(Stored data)
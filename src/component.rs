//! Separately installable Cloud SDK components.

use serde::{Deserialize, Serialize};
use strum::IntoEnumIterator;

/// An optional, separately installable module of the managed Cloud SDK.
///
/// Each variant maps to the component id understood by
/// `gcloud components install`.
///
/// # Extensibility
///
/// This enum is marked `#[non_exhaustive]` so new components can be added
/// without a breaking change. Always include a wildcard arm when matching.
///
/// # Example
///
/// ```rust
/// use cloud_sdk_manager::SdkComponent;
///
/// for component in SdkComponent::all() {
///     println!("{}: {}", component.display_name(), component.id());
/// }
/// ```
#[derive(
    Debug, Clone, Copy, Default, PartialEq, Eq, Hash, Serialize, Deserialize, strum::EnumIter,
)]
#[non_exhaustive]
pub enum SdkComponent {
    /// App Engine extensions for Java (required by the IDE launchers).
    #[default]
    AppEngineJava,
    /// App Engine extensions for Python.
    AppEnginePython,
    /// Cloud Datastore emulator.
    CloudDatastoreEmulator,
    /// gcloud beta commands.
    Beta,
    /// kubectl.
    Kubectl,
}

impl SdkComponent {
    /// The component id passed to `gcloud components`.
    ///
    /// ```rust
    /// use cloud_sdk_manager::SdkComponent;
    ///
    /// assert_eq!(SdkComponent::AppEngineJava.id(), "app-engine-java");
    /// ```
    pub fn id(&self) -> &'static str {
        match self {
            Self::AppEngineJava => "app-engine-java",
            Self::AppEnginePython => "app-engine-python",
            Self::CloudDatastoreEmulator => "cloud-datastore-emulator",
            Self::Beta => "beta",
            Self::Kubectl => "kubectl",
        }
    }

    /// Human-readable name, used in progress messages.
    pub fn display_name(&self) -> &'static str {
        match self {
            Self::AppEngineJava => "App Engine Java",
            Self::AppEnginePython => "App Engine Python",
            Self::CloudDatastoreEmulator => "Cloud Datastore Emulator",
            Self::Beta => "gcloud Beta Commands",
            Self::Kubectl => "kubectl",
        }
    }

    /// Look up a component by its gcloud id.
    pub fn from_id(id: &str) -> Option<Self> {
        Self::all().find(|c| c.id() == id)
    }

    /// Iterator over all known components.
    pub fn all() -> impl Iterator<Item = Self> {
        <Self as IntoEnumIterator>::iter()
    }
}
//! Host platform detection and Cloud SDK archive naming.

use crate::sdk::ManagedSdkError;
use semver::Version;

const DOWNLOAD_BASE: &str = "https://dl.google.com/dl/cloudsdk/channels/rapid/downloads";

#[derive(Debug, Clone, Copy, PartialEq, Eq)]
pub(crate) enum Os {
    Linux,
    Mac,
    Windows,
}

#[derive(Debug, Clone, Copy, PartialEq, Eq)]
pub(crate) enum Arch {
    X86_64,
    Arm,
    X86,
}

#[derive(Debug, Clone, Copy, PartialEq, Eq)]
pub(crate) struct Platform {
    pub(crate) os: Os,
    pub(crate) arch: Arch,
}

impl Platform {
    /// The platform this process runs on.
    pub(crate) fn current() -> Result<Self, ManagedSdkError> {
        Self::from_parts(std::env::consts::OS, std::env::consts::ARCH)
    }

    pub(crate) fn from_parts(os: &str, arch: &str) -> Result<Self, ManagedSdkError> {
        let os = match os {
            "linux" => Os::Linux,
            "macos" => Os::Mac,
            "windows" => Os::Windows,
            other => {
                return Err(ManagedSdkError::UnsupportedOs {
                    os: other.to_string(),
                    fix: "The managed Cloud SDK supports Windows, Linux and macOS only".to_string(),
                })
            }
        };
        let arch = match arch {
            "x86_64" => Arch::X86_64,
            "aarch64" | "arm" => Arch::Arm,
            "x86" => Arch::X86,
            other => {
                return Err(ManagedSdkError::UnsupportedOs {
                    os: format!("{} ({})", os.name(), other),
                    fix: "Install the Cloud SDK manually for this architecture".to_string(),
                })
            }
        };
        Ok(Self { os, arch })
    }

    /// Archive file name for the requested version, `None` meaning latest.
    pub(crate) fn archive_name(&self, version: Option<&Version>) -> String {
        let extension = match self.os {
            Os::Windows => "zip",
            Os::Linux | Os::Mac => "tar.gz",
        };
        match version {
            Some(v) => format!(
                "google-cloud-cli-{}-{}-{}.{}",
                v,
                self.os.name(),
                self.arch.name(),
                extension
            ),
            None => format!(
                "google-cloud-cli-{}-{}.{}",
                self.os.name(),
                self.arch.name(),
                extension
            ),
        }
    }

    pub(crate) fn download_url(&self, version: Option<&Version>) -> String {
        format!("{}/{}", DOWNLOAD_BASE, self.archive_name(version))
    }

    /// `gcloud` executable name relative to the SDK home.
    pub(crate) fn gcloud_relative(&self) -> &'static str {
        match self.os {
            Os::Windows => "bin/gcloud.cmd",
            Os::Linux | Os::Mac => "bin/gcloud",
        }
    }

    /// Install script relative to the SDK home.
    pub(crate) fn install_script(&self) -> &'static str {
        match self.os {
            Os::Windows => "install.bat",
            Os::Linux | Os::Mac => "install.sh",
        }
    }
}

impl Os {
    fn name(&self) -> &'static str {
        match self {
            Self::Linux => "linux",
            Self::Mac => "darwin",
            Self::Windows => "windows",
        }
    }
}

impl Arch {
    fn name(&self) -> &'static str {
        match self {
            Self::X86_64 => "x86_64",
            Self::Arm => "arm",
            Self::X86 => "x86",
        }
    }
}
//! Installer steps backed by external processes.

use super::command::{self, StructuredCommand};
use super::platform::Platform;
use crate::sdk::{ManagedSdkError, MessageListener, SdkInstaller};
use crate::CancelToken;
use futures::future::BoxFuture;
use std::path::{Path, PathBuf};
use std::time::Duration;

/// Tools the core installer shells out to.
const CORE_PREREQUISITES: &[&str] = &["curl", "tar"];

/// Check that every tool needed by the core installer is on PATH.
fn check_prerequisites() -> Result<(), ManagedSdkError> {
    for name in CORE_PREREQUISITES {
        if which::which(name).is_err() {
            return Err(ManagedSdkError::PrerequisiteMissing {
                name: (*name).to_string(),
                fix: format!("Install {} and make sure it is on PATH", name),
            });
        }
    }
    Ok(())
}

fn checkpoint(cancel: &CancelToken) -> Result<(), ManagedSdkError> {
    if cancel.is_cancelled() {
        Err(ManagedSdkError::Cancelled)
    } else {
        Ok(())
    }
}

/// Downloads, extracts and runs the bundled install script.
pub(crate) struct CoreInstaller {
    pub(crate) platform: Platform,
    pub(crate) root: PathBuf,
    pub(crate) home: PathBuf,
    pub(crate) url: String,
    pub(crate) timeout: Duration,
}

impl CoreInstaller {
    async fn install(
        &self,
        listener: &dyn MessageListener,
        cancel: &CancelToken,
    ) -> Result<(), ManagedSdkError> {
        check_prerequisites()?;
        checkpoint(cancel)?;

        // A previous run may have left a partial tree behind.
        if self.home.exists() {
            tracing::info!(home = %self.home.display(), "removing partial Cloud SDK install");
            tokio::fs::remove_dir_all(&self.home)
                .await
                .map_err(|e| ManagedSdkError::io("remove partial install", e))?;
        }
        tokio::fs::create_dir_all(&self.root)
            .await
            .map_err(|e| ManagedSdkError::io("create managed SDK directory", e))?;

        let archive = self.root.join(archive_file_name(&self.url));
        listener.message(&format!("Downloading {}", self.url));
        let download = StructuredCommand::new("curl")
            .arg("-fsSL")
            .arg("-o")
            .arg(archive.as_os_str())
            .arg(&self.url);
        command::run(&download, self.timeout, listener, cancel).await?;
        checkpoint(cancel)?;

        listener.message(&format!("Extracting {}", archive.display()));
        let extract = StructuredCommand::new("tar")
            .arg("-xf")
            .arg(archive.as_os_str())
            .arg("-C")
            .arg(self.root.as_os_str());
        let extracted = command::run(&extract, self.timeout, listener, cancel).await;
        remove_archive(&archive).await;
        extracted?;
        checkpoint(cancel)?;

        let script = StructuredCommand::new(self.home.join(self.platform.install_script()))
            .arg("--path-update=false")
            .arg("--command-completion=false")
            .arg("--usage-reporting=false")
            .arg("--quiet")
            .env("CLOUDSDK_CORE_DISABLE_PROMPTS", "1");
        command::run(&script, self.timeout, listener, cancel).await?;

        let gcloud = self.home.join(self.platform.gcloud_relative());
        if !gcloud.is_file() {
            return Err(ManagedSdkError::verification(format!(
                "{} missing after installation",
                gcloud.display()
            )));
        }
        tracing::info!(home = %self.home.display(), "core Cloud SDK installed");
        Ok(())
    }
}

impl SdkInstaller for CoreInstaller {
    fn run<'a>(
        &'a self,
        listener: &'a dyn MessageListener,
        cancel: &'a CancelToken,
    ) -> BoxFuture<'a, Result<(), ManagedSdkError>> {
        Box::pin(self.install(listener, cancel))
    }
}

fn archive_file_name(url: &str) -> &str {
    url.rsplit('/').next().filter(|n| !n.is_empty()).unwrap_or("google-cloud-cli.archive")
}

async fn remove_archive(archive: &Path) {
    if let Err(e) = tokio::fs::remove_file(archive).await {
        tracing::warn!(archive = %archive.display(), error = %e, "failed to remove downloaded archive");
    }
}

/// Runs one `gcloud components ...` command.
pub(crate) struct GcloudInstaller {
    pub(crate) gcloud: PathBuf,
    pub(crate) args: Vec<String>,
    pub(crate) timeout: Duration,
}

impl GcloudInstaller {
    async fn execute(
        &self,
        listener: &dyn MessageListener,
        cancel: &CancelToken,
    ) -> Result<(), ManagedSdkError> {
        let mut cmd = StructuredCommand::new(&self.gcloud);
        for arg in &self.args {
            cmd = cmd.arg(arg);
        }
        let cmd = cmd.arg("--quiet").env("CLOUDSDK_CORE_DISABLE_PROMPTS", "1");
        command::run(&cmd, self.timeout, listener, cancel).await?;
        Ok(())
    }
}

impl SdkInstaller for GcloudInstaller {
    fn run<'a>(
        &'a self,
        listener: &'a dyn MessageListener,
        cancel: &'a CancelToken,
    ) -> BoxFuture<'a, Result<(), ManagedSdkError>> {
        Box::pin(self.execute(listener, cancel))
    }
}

WHAT YOU ARE ASKED TO DO:
Once you have identified the lines above that contain "CloudDatastoreEmulator", copy each of them.

RESPONSE TO THIS EXERCISE:
    CloudDatastoreEmulator,
            Self::CloudDatastoreEmulator => "cloud-datastore-emulator",
            Self::CloudDatastoreEmulator => "Cloud Datastore Emulator",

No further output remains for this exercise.